Es begab sich aber zu der Zeit, da zogen sich Inka-Könige einmal jährlich zur Feier der Sonnenwende eine Dornen-bewehrte Schnur durch die Zunge. Das war schmerzhaft und machte keinen Sinn; war aber irgendwie dekorativ, wie mittelamerikanische Reliefs heute noch zeigen. Was das mit unserem drohend herangrollenden Weihnachtsfest zu tun hat? Tja – kaum weniger schmerzhaft-sinnfrei ist das, was als Geschenk-Idee in ganz bestimmten Ladenketten liegt. Deren Management lässt periodisch zur Sonnenwende lustlos zusammen frittierten Deko-Schrott von oben auf die Massen prasseln.

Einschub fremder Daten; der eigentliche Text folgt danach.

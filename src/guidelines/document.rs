//! Guideline document model

use serde::{Deserialize, Serialize};

/// One titled section of a guideline document
#[derive(Debug, Clone, PartialEq, Eq, Serialize, Deserialize)]
pub struct Section {
    /// Section heading
    pub title: String,
    /// Body lines in display order
    pub body: Vec<String>,
}

impl Section {
    /// Create a section from a title and its body lines
    pub fn new(title: impl Into<String>, body: Vec<String>) -> Self {
        Self {
            title: title.into(),
            body,
        }
    }
}

/// Titled, ordered collection of guideline sections
#[derive(Debug, Clone, PartialEq, Eq, Serialize, Deserialize)]
pub struct GuidelineDocument {
    /// Document title
    pub title: String,
    /// Sections in display order
    pub sections: Vec<Section>,
}

impl GuidelineDocument {
    /// Find a section by its exact title
    pub fn section(&self, title: &str) -> Option<&Section> {
        self.sections.iter().find(|section| section.title == title)
    }
}
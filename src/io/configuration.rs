//! Extraction thresholds and runtime configuration defaults

// Palette extraction
/// Default number of swatches extracted per image
pub const DEFAULT_MAX_COLORS: usize = 5;
/// Bounding box edge used to downscale images before quantization
pub const THUMBNAIL_BOUND: u32 = 600;

// Prominence tiers for swatch usage hints
/// Prominence at or above which a swatch reads as the hero color
pub const DOMINANT_PROMINENCE: f64 = 0.45;
/// Prominence at or above which a swatch reads as a supporting block
pub const PRIMARY_PROMINENCE: f64 = 0.25;
/// Prominence at or above which a swatch reads as an accent
pub const ACCENT_PROMINENCE: f64 = 0.10;

// Layout analysis
/// Gaussian blur sigma applied to the grayscale image before density analysis
pub const LAYOUT_BLUR_SIGMA: f32 = 1.5;
/// Normalized brightness at or above which a pixel counts as whitespace
pub const WHITESPACE_BRIGHTNESS: f64 = 0.9;
/// Mean darkness above which a grid cell is a focal region
pub const FOCAL_DARKNESS: f64 = 0.35;
/// Aspect ratio above which a layout is landscape
pub const LANDSCAPE_RATIO: f64 = 1.15;
/// Aspect ratio below which a layout is portrait
pub const PORTRAIT_RATIO: f64 = 0.85;

// Text heuristics
/// Shortest OCR line retained as copy
pub const MIN_LINE_LENGTH: usize = 3;
/// Longest fully uppercase line still treated as bold
pub const BOLD_MAX_LENGTH: usize = 12;
/// Word count at which a line reads as regular-weight running text
pub const REGULAR_MIN_WORDS: usize = 8;
/// Largest word count for an uppercase display line
pub const DISPLAY_MAX_WORDS: usize = 4;
/// Largest word count for a headline
pub const HEADLINE_MAX_WORDS: usize = 8;

// Aggregation
/// Whitespace ratio below which a production note flags a dense composition
pub const LOW_WHITESPACE_RATIO: f64 = 0.25;

// Guideline synthesis
/// Luminance below which the dominant palette reads as premium
pub const PREMIUM_LUMINANCE: f64 = 0.35;
/// Luminance below which the dominant palette reads as balanced
pub const BALANCED_LUMINANCE: f64 = 0.6;
/// Uppercase letter ratio above which headlines read as bold
pub const UPPERCASE_HEAVY_RATIO: f64 = 0.55;
/// Uppercase letter ratio below which copy reads as conversational
pub const UPPERCASE_LIGHT_RATIO: f64 = 0.25;
/// Mean whitespace at or above which soft radii are recommended
pub const SOFT_RADIUS_WHITESPACE: f64 = 0.5;
/// Mean whitespace at or above which standard radii are recommended
pub const STANDARD_RADIUS_WHITESPACE: f64 = 0.3;
/// Mean whitespace assumed when no layout data exists
pub const DEFAULT_WHITESPACE: f64 = 0.35;
/// Mean words per copy line at or below which headlines are punchy
pub const PUNCHY_MAX_WORDS: f64 = 4.0;
/// Number of focal regions named in the visual system section
pub const FOCAL_HOTSPOTS: usize = 3;
/// Hex used when no palette evidence exists
pub const FALLBACK_HEX: &str = "#00A1DE";
/// Name paired with the fallback hex
pub const FALLBACK_COLOR_NAME: &str = "Bynder Blue";

// Runtime defaults
/// Brand name used in document titles when none is supplied
pub const DEFAULT_BRAND_NAME: &str = "Bynder";
/// Dotenv file consulted for credentials
pub const DEFAULT_ENV_FILE: &str = ".env";
/// Environment variable holding the vision API key
pub const API_KEY_VAR: &str = "OPENAI_API_KEY";
/// Vision-capable model identifier
pub const DEFAULT_MODEL: &str = "gpt-4o";
/// Sampling temperature for the vision model
pub const DEFAULT_TEMPERATURE: f32 = 0.2;
/// Token ceiling for each vision response
pub const DEFAULT_MAX_OUTPUT_TOKENS: u32 = 1024;
/// Base URL of the OpenAI-compatible API
pub const DEFAULT_BASE_URL: &str = "https://api.openai.com/v1";
/// Timeout for a single vision request
pub const REQUEST_TIMEOUT_SECS: u64 = 120;
/// Executable invoked for optical character recognition
pub const TESSERACT_BINARY: &str = "tesseract";
/// Image file extensions accepted during input discovery
pub const SUPPORTED_EXTENSIONS: [&str; 8] = ["png", "jpg", "jpeg", "gif", "webp", "bmp", "tif", "tiff"];

// Progress bar display settings
/// Threshold for switching to batch progress mode
pub const MAX_INDIVIDUAL_PROGRESS_BARS: usize = 5;
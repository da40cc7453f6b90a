//! Tests for 3x3 region partitioning

#[cfg(test)]
mod tests {
    use brandlens::spatial::regions::{GridRegion, region_mean};
    use ndarray::Array2;

    // Tests scan order and labels are row-major from top-left
    // Verified by reordering the ALL array
    #[test]
    fn test_scan_order_labels() {
        let labels: Vec<&str> = GridRegion::ALL.iter().map(|r| r.label()).collect();
        assert_eq!(
            labels,
            vec![
                "top-left",
                "top-center",
                "top-right",
                "middle-left",
                "center",
                "middle-right",
                "bottom-left",
                "bottom-center",
                "bottom-right",
            ]
        );
        assert_eq!(GridRegion::Center.to_string(), "center");
    }

    // Tests positions map variants to row and column
    // Verified by swapping row and column in position
    #[test]
    fn test_positions() {
        assert_eq!(GridRegion::TopLeft.position(), (0, 0));
        assert_eq!(GridRegion::MiddleRight.position(), (1, 2));
        assert_eq!(GridRegion::BottomCenter.position(), (2, 1));
    }

    // Tests remainders are absorbed by the last row and column
    // Verified by using ceiling division for every part
    #[test]
    fn test_bounds_absorb_remainder() {
        assert_eq!(GridRegion::TopLeft.bounds(10, 11), (0..3, 0..3));
        assert_eq!(GridRegion::Center.bounds(10, 11), (3..6, 3..6));
        assert_eq!(GridRegion::BottomRight.bounds(10, 11), (6..10, 6..11));

        let covered: usize = GridRegion::ALL
            .iter()
            .map(|r| {
                let (rows, cols) = r.bounds(10, 11);
                rows.len() * cols.len()
            })
            .sum();
        assert_eq!(covered, 110);
    }

    // Tests region means and empty regions on tiny images
    // Verified by returning zero for empty slices
    #[test]
    fn test_region_mean() {
        let mut values = Array2::<f64>::ones((6, 6));
        for row in 0..2 {
            for col in 0..2 {
                if let Some(v) = values.get_mut((row, col)) {
                    *v = 0.0;
                }
            }
        }
        assert_eq!(region_mean(&values, GridRegion::TopLeft), Some(0.0));
        assert_eq!(region_mean(&values, GridRegion::Center), Some(1.0));

        let tiny = Array2::<f64>::ones((2, 2));
        assert_eq!(region_mean(&tiny, GridRegion::TopLeft), None);
        assert_eq!(region_mean(&tiny, GridRegion::BottomRight), Some(1.0));
    }

    // Tests serde uses kebab-case labels
    // Verified by removing the rename attribute
    #[test]
    fn test_serde_labels() {
        let json = serde_json::to_string(&GridRegion::TopCenter).unwrap_or_default();
        assert_eq!(json, "\"top-center\"");
    }
}
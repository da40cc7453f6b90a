//! Spatial partitioning of images into composition regions

/// Named 3x3 grid regions and per-region statistics
pub mod regions;

pub use regions::GridRegion;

Und die Massen, so scheint’s, kaufen um ihr Leben. Kritiker sprechen in diesem Zusammenhang gerne von der Tchiboisierung der Gesellschaft. Rechtzeitig vorm Fest bläht man ungesunde Winde in Designer-Hirne, woraufhin deren Hirnwasser in gärende Fäulnis übergeht und nutzlosen Krimskrams ersinnen. Ganz früher waren es Käthe-Kruse-Puppen. Dann ergossen sich imposant schwellende, allen Schönheitssinn in Frage stellende Zimmerspringbrunnen silbrig funkelnd in die gute Stube. Und jetzt sind eckige Glasschalen en vogue, in denen bunte, runde  Glassteine psychedelisch gefärbte Kerzen umschließen. Männer, die so etwas geschenkt bekommen, verlieren im Moment des Auspackens wahrscheinlich ihre geschlechtliche Identität. Die wohl einzig angemessene Art, beim Auspacken zu reagieren, ist, den Schenker zu fragen, womit man ihn denn im vergangenen Jahr beleidigt habe. Aber da uns sehr daran liegt, nicht nur zu nörgeln, sondern Lösungen aufzuzeigen: Mit einem Bentley als Geschenk liegt man eigentlich nie falsch.